De igual manera es importante que las administraciones hagan un esfuerzo por concretar con mucha más precisión que ahora el precio individual de cada servicio. A todos nos encanta que el ayuntamiento y el Estado nos den servicios, y no pagar directamente por ello; naturalmente nada es gratis, por tanto, conviene que cada ciudadano sepa cuánto le cuesta cada servicio “gratuito” que recibe. Si en el supermercado no estuvieran claramente marcados los precios de cada producto y en la caja se limitasen a cobrarnos el total de la compra, ¿cómo podríamos sacarle el máximo rendimiento a nuestro dinero? En el fondo, lo único que proponemos es hacer más fácil de llevar a la práctica lo que se dice en las campañas propagandísticas oficiales sobre que la Administración pretende dar el mejor servicio al ciudadano.

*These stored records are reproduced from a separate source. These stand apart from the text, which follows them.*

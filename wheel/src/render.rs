//! Rendering: draws the full wheel scene to a 2D context.
//!
//! This module is the only place that touches [`web_sys::CanvasRenderingContext2d`].
//! It reads engine state and produces pixels — it does not mutate any state.
//!
//! The wheel is painted rotated by `-rotation`, which puts slice
//! [`crate::geometry::WheelGeometry::slice_at`]`(rotation)` under the fixed
//! pointer at the top.
//!
//! All fallible `Canvas2D` calls propagate errors via `Result<(), JsValue>`.
//! The top-level caller ([`crate::engine::Engine::render`]) hands the result
//! to the host.

#[cfg(test)]
#[path = "render_test.rs"]
mod render_test;

use std::f64::consts::TAU;

use wasm_bindgen::JsValue;
use web_sys::CanvasRenderingContext2d;

use crate::config::WheelConfig;
use crate::confetti::Particle;
use crate::consts::LABEL_RADIUS_RATIO;
use crate::engine::EngineCore;
use crate::geometry::WheelGeometry;

const WINNER_HIGHLIGHT: &str = "rgba(255,255,255,0.3)";
const LABEL_COLOR: &str = "black";
const HUB_FILL: &str = "#1A535C";
const HUB_STROKE: &str = "white";
const HUB_STROKE_WIDTH: f64 = 3.0;
const POINTER_COLOR: &str = "white";
/// Pointer tip distance below the top edge, and its length and half-width.
const POINTER_INSET: f64 = 5.0;
const POINTER_LENGTH: f64 = 20.0;
const POINTER_HALF_WIDTH: f64 = 10.0;

/// Draw the full scene: slices, labels, hub, pointer and confetti.
///
/// `dpr` is the device pixel ratio; drawing happens in CSS pixels.
///
/// # Errors
///
/// Returns `Err` if any `Canvas2D` call fails (e.g. invalid context state).
pub fn draw(ctx: &CanvasRenderingContext2d, core: &EngineCore, dpr: f64) -> Result<(), JsValue> {
    let config = core.config();
    let size = config.canvas_size();

    ctx.set_transform(dpr, 0.0, 0.0, dpr, 0.0, 0.0)?;
    ctx.clear_rect(0.0, 0.0, size, size);

    if core.entries().is_empty() {
        return Ok(());
    }

    draw_slices(ctx, core, config)?;
    draw_hub(ctx, config, core.spinning())?;
    draw_pointer(ctx, config);
    draw_confetti(ctx, config, core.confetti())?;
    Ok(())
}

// =============================================================
// Wheel
// =============================================================

fn draw_slices(ctx: &CanvasRenderingContext2d, core: &EngineCore, config: &WheelConfig) -> Result<(), JsValue> {
    let geometry = core.geometry();
    let radius = config.radius;

    ctx.save();
    ctx.translate(radius, radius)?;
    ctx.rotate(-core.rotation())?;

    for (i, label) in core.entries().iter().enumerate() {
        let (start, end) = geometry.slice_span(i);
        ctx.begin_path();
        ctx.move_to(0.0, 0.0);
        ctx.arc(0.0, 0.0, radius, start, end)?;
        ctx.close_path();
        ctx.set_fill_style_str(config.color(i));
        ctx.fill();

        if core.winner_slice() == Some(i) {
            ctx.set_fill_style_str(WINNER_HIGHLIGHT);
            ctx.fill();
        }

        draw_label(ctx, &geometry, i, label, config)?;
    }

    ctx.restore();
    Ok(())
}

fn draw_label(
    ctx: &CanvasRenderingContext2d,
    geometry: &WheelGeometry,
    index: usize,
    label: &str,
    config: &WheelConfig,
) -> Result<(), JsValue> {
    ctx.save();
    ctx.rotate(geometry.label_angle(index))?;
    ctx.set_text_align("left");
    ctx.set_text_baseline("middle");
    ctx.set_fill_style_str(LABEL_COLOR);
    ctx.set_font(&config.label_font);
    ctx.fill_text(label, config.radius * LABEL_RADIUS_RATIO, 0.0)?;
    ctx.restore();
    Ok(())
}

fn draw_hub(ctx: &CanvasRenderingContext2d, config: &WheelConfig, spinning: bool) -> Result<(), JsValue> {
    let c = config.radius;

    ctx.begin_path();
    ctx.arc(c, c, config.hub_radius, 0.0, TAU)?;
    ctx.set_fill_style_str(HUB_FILL);
    ctx.fill();
    ctx.set_line_width(HUB_STROKE_WIDTH);
    ctx.set_stroke_style_str(HUB_STROKE);
    ctx.stroke();

    ctx.set_fill_style_str(HUB_STROKE);
    ctx.set_font(&config.label_font);
    ctx.set_text_align("center");
    ctx.set_text_baseline("middle");
    ctx.fill_text(hub_caption(spinning), c, c)?;
    Ok(())
}

/// Hub text: a start prompt, or an ellipsis while the wheel turns.
#[must_use]
pub fn hub_caption(spinning: bool) -> &'static str {
    if spinning { "..." } else { "START" }
}

fn draw_pointer(ctx: &CanvasRenderingContext2d, config: &WheelConfig) {
    let c = config.radius;
    let tip = POINTER_INSET;
    let base = POINTER_INSET + POINTER_LENGTH;

    ctx.set_fill_style_str(POINTER_COLOR);
    ctx.begin_path();
    ctx.move_to(c, tip);
    ctx.line_to(c - POINTER_HALF_WIDTH, base);
    ctx.line_to(c + POINTER_HALF_WIDTH, base);
    ctx.close_path();
    ctx.fill();
}

fn draw_confetti(ctx: &CanvasRenderingContext2d, config: &WheelConfig, particles: &[Particle]) -> Result<(), JsValue> {
    for p in particles {
        ctx.set_fill_style_str(config.color(p.color));
        ctx.begin_path();
        ctx.arc(p.x, p.y, p.size, 0.0, TAU)?;
        ctx.fill();
    }
    Ok(())
}
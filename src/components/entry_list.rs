//! List of current entries with per-entry remove buttons.

use leptos::prelude::*;
use wheel::engine::EngineCore;

use crate::state::wheel_view::WheelView;

/// Entry list. Removal buttons are disabled while the wheel spins.
#[component]
pub fn EntryList() -> impl IntoView {
    let core = expect_context::<RwSignal<EngineCore>>();
    let view_state = expect_context::<Memo<WheelView>>();

    let locked = move || !view_state.get().can_edit();

    view! {
        <ul class="entry-list">
            {move || {
                view_state
                    .get()
                    .entries
                    .into_iter()
                    .enumerate()
                    .map(|(index, label)| {
                        view! {
                            <li class="entry-list__item">
                                <span class="entry-list__label">{label}</span>
                                <button
                                    class="btn entry-list__remove"
                                    title="Remove"
                                    disabled=locked
                                    on:click=move |_| core.update(|c| {
                                        c.remove_entry(index);
                                    })
                                >
                                    "X"
                                </button>
                            </li>
                        }
                    })
                    .collect::<Vec<_>>()
            }}
        </ul>
    }
}
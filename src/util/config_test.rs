#![allow(clippy::float_cmp)]

use super::*;

#[test]
fn missing_config_uses_defaults() {
    assert_eq!(config_from_optional(None), WheelConfig::default());
}

#[test]
fn blank_config_uses_defaults() {
    assert_eq!(config_from_optional(Some("  \n ")), WheelConfig::default());
}

#[test]
fn partial_config_overrides_fields() {
    let config = config_from_optional(Some(r#"{ "radius": 200, "label_font": "12px serif" }"#));
    assert_eq!(config.radius, 200.0);
    assert_eq!(config.label_font, "12px serif");
    assert_eq!(config.hub_radius, WheelConfig::default().hub_radius);
}

#[test]
fn malformed_json_falls_back() {
    assert_eq!(config_from_optional(Some("{ radius: ")), WheelConfig::default());
}

#[test]
fn invalid_values_fall_back() {
    assert_eq!(config_from_optional(Some(r#"{ "radius": 30, "hub_radius": 40 }"#)), WheelConfig::default());
}

#[cfg(not(feature = "csr"))]
#[test]
fn non_browser_load_uses_defaults() {
    assert_eq!(load_config(), WheelConfig::default());
}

También puede abrumarnos tener que votar leyes muy extensa que regulan parcelas muy amplias de la sociedad. En este sentido hay que puntualizar que en una Democracia Participativa Gobedana, en nuestra opinión, no se tendería tanto a crear leyes nuevas como a un “desarrollo incremental” de las leyes ya existentes. En muchas democracias actuales, sobre todo las menos consolidadas, cada vez que las elecciones dan el poder a un nuevo partido –o a una coalición distinta a la que gobernaba hasta ese momento– éste se cree con el derecho a cambiar las leyes; me refiero a modificarlas radicalmente. Así cambian de forma sustancial los planes de educación primaria y universitaria o el marco general del mercado laboral, los impuestos, etc., como si lo anterior fuese un tremendo error. Cosa que entra dentro de lo posible, al fin y al cabo las leyes las hicieron los anteriores gobernantes, igualmente sin consultar normalmente a la ciudadanía. Por supuesto, todas las leyes requieren de un continuo mantenimiento y adaptación a las nuevas circunstancias; pero lo que no se puede entender desde el punto de vista de la Democracia Participativa es que se haga una negación completa de las leyes anteriores cada pocos años. En la nueva democracia, después de un periodo de adaptación, lo natural sería que los votantes diesen por buenas las leyes y no se empeñasen en cambiarlas cada pocos años. Lo habitual seria entonces modificaciones puntuales de las leyes, dando lugar a lo que he llamado antes “desarrollo incremental” de las leyes, y no vérselas con leyes generales y extensas a cada momento. Los gobedanos en el futuro no deberían consentir que se les propusieran a discusión y posterior votación leyes demasiado extensas, y, caso de necesidad, se discutiesen de manera fraccionada. La razón es obvia: facilitar la compresión al ciudadano del tema a tratar e impedir que unas cuestiones se solapen con otras, evitando así la confusión y la manipulación en la Discusión Pública.